_Your assignment_.
From the entries below, return exactly the lines beginning at the one that contains "pub mod error;" and ending at the one that contains "pub mod workspace;", both of them included, and only those lines.

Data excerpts
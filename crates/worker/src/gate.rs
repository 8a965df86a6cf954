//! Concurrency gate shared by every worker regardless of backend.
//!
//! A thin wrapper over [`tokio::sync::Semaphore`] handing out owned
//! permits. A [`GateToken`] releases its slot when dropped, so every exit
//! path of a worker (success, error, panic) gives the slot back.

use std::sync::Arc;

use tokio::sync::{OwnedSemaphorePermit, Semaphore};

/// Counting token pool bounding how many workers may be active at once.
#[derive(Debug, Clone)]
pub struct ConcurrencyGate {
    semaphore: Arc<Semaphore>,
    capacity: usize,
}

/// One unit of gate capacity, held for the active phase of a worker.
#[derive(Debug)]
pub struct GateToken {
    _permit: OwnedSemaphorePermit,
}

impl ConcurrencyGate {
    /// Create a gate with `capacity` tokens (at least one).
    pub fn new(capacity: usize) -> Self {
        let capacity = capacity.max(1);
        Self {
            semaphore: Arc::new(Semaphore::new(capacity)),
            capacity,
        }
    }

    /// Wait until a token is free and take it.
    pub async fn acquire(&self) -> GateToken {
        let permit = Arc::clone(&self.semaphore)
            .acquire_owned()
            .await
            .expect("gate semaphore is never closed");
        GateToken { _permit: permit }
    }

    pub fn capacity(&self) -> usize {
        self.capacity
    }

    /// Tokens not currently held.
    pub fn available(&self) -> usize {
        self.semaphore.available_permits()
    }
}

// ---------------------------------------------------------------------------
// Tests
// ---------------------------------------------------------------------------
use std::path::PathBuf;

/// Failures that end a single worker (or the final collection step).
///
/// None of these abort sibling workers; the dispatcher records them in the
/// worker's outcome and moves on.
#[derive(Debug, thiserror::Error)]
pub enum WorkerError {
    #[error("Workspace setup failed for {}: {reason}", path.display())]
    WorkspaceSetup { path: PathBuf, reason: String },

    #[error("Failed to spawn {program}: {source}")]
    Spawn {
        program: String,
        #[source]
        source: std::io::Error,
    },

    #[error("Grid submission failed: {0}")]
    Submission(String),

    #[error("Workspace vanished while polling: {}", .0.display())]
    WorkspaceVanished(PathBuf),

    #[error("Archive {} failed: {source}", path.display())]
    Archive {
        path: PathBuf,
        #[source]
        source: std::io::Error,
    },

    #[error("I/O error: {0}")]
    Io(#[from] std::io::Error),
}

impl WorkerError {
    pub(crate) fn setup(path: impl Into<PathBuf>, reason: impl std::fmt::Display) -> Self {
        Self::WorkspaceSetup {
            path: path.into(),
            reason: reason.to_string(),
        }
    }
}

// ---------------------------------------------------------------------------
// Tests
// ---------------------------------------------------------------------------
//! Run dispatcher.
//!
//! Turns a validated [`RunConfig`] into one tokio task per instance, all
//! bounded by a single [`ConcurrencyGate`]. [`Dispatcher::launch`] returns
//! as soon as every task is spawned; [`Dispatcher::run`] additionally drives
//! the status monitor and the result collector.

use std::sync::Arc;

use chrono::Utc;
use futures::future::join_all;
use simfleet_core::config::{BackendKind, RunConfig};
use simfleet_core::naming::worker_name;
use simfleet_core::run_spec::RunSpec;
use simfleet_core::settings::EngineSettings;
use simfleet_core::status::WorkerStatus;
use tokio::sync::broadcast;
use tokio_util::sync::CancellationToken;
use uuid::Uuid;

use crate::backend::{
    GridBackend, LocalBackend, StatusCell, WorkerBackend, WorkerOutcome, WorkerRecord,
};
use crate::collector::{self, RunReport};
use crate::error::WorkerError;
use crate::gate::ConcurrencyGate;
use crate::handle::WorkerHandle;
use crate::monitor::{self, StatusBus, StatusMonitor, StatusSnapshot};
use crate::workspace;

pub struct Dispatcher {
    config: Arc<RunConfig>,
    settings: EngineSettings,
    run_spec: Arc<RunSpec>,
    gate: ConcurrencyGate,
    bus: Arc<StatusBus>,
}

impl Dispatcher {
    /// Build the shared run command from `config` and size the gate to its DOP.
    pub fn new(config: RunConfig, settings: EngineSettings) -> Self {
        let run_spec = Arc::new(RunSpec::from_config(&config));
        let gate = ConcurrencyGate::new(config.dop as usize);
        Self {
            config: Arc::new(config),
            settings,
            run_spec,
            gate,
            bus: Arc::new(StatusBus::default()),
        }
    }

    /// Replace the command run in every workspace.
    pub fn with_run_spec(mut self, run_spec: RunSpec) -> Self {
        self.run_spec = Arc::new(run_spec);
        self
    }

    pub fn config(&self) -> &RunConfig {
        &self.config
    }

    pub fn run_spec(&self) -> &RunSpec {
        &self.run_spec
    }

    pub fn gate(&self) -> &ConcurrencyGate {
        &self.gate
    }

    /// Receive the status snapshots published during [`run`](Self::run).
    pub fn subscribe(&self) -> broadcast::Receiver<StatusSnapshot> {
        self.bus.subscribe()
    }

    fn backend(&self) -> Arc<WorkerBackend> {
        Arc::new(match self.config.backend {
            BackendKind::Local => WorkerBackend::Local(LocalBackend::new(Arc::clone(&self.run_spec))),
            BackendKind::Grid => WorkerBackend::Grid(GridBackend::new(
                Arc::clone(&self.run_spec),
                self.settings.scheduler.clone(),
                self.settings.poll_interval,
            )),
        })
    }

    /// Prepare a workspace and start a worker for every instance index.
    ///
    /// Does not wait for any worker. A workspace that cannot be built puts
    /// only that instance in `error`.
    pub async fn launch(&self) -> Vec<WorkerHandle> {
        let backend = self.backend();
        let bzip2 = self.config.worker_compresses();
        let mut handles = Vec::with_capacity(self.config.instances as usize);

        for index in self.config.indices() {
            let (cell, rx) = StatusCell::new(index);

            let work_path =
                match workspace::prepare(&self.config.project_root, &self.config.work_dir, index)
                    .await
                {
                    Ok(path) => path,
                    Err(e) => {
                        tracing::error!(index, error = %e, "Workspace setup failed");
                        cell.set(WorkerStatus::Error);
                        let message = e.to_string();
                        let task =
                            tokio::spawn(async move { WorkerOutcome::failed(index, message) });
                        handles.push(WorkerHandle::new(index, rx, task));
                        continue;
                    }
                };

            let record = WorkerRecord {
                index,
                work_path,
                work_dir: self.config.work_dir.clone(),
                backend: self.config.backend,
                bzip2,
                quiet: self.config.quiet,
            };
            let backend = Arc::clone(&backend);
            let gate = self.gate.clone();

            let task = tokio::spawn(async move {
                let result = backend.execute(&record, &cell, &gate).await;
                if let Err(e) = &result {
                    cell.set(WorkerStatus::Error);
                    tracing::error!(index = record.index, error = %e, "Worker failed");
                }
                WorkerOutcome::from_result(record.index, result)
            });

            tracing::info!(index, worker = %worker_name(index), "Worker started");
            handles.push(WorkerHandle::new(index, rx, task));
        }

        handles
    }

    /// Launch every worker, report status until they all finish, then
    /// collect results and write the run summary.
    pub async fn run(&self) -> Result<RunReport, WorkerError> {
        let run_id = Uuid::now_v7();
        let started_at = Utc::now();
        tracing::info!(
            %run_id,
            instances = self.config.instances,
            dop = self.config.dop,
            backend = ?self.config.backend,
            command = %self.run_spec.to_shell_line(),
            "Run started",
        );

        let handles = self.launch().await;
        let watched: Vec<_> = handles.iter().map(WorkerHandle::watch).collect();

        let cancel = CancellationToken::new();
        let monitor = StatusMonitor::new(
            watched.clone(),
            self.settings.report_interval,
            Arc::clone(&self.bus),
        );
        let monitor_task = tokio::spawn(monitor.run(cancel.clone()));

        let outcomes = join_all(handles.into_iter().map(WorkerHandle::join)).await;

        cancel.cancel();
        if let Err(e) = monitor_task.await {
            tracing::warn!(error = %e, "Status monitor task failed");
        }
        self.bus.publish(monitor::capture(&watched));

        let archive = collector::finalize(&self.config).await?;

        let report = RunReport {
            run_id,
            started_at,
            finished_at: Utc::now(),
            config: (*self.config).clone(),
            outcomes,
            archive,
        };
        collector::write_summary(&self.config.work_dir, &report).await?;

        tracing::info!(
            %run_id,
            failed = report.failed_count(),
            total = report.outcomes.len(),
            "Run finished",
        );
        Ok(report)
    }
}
---
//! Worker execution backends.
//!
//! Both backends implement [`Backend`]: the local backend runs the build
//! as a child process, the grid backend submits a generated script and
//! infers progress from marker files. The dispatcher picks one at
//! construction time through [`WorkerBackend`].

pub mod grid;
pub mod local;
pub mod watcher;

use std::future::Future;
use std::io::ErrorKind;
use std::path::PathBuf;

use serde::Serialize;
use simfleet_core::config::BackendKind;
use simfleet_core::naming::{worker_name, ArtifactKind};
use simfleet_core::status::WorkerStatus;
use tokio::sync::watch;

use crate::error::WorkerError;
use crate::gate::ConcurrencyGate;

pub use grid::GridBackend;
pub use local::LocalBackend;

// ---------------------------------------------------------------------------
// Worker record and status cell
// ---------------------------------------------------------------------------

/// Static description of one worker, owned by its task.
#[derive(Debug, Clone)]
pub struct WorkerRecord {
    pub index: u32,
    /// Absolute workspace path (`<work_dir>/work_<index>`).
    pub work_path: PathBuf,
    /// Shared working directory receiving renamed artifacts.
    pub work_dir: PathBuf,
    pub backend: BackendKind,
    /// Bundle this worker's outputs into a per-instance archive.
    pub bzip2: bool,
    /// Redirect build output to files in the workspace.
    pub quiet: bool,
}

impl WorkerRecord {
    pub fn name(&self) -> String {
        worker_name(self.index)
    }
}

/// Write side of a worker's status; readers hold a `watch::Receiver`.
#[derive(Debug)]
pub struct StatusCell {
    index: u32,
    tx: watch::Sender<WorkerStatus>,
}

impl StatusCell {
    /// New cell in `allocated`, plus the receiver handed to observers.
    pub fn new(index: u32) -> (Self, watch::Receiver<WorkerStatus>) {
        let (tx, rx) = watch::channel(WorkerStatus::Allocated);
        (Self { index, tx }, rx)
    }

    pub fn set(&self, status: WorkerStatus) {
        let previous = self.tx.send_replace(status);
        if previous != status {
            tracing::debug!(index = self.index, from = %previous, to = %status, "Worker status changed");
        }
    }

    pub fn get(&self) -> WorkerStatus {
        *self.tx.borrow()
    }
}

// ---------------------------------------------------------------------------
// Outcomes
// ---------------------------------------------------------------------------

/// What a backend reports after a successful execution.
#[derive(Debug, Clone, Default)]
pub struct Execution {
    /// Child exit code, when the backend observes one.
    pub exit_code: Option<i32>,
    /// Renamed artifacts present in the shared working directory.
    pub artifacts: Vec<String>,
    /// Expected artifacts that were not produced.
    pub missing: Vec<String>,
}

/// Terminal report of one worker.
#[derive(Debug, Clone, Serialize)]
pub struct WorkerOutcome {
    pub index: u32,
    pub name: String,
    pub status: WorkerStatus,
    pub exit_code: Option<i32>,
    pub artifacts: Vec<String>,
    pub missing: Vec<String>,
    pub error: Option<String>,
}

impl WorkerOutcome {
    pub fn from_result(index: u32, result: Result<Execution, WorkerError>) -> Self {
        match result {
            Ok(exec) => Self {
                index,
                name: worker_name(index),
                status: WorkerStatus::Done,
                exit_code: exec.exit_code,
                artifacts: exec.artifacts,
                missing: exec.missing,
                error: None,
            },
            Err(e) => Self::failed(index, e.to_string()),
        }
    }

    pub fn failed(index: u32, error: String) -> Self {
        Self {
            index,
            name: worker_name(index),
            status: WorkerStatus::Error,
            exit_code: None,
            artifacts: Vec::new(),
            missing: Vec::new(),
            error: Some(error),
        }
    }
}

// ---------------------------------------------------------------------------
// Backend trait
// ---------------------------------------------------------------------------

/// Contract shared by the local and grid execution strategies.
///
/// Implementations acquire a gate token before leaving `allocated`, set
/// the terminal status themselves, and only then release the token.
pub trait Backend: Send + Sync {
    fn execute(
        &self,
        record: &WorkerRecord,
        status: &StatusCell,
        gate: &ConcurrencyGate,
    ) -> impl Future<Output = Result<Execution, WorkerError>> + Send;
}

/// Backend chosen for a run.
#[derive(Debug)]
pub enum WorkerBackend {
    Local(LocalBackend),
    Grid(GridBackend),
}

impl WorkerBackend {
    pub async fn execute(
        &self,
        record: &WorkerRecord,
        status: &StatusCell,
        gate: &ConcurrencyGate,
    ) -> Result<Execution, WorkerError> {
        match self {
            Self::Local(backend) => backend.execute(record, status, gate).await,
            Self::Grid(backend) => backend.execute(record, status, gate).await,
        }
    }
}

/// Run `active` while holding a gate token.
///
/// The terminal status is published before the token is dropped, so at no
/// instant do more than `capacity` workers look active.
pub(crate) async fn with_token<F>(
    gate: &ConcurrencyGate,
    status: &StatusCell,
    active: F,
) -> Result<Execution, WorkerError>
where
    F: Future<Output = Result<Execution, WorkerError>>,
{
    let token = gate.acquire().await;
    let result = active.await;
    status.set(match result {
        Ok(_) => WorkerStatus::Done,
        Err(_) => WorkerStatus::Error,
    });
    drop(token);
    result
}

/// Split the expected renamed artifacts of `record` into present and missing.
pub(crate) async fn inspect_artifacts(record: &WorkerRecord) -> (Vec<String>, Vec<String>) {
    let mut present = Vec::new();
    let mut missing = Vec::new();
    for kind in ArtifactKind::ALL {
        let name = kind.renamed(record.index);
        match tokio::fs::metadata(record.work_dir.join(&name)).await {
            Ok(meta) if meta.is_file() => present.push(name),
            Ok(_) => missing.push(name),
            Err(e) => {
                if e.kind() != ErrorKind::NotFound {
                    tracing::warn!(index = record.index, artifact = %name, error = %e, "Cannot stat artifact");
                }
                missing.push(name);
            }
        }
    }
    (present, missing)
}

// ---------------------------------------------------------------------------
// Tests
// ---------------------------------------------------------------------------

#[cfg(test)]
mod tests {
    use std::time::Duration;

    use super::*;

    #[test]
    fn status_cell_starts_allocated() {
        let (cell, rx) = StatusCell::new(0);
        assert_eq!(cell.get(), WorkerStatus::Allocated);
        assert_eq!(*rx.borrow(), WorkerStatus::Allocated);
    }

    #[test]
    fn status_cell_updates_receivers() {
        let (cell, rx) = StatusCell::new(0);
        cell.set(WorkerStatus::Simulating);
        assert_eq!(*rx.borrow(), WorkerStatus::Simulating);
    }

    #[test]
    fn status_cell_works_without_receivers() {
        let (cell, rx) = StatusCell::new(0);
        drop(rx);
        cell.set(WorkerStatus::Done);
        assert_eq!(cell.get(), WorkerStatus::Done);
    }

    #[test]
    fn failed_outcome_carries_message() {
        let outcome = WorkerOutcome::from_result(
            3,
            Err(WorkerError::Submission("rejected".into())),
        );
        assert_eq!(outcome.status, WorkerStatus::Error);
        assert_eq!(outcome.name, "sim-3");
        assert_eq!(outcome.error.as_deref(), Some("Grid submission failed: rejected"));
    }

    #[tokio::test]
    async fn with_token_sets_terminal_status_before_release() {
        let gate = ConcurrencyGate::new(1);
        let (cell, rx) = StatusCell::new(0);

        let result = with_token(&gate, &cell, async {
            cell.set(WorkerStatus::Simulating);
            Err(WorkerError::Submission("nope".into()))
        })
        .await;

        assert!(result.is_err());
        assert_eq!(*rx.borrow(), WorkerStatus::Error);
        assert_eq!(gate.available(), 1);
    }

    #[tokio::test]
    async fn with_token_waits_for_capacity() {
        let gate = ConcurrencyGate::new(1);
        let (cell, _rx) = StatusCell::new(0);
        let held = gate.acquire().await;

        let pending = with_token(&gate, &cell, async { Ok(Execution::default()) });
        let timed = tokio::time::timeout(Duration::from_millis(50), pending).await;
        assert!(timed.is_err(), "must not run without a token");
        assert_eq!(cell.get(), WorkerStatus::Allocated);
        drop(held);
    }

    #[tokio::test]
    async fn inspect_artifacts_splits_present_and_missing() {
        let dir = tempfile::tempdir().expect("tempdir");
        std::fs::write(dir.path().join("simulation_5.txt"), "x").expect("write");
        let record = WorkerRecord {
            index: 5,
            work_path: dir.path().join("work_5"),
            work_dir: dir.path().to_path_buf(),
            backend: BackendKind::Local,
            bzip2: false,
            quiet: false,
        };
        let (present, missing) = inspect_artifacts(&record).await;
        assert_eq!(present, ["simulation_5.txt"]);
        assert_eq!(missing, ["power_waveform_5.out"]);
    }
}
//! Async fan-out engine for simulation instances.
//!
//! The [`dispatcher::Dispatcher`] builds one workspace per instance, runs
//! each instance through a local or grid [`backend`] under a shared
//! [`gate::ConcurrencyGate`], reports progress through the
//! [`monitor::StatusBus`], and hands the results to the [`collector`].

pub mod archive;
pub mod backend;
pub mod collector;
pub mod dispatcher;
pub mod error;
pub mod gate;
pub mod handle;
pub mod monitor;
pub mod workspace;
==
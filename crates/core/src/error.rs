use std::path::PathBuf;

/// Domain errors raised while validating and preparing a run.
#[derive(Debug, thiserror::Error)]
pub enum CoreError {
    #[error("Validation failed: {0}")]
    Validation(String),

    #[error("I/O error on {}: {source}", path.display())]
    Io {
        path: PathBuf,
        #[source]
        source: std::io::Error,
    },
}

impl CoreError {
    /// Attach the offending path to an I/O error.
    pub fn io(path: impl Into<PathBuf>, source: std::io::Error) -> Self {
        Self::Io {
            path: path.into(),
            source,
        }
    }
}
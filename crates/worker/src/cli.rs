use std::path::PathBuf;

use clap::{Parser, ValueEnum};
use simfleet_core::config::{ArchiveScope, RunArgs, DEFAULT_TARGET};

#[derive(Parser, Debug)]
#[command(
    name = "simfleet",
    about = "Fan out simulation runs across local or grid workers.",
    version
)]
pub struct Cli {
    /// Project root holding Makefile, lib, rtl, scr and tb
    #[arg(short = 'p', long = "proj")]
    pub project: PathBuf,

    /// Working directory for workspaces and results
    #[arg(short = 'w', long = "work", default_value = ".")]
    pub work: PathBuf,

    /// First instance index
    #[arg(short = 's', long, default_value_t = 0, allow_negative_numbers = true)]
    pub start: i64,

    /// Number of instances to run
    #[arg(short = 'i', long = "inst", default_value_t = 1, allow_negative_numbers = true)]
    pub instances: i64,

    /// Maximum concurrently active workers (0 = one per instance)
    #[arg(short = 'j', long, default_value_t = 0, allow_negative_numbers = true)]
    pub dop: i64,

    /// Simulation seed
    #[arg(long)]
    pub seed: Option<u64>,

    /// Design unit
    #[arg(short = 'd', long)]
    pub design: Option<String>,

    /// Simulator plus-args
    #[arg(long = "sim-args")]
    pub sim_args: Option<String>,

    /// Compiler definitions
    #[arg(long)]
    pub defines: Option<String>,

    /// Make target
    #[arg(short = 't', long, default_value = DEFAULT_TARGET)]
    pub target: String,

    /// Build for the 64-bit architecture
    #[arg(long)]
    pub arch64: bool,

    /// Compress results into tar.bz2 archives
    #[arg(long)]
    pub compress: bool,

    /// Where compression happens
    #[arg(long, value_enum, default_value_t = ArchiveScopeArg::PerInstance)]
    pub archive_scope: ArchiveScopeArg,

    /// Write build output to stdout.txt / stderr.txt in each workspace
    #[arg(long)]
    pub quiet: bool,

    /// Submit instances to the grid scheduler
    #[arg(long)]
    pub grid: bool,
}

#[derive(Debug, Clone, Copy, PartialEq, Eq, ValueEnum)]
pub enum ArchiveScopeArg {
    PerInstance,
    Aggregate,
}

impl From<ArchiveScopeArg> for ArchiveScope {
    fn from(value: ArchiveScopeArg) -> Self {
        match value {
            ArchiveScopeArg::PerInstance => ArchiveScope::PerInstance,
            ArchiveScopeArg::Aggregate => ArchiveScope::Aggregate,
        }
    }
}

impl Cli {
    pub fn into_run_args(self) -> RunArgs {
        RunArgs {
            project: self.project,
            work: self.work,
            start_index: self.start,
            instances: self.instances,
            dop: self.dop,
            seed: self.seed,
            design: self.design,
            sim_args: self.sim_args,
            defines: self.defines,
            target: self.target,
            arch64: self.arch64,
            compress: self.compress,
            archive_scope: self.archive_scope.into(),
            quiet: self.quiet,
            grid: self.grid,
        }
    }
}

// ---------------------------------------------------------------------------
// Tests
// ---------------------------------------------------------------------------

_Solution below_.
pub mod error;
pub mod gate;
pub mod handle;
pub mod monitor;
pub mod workspace;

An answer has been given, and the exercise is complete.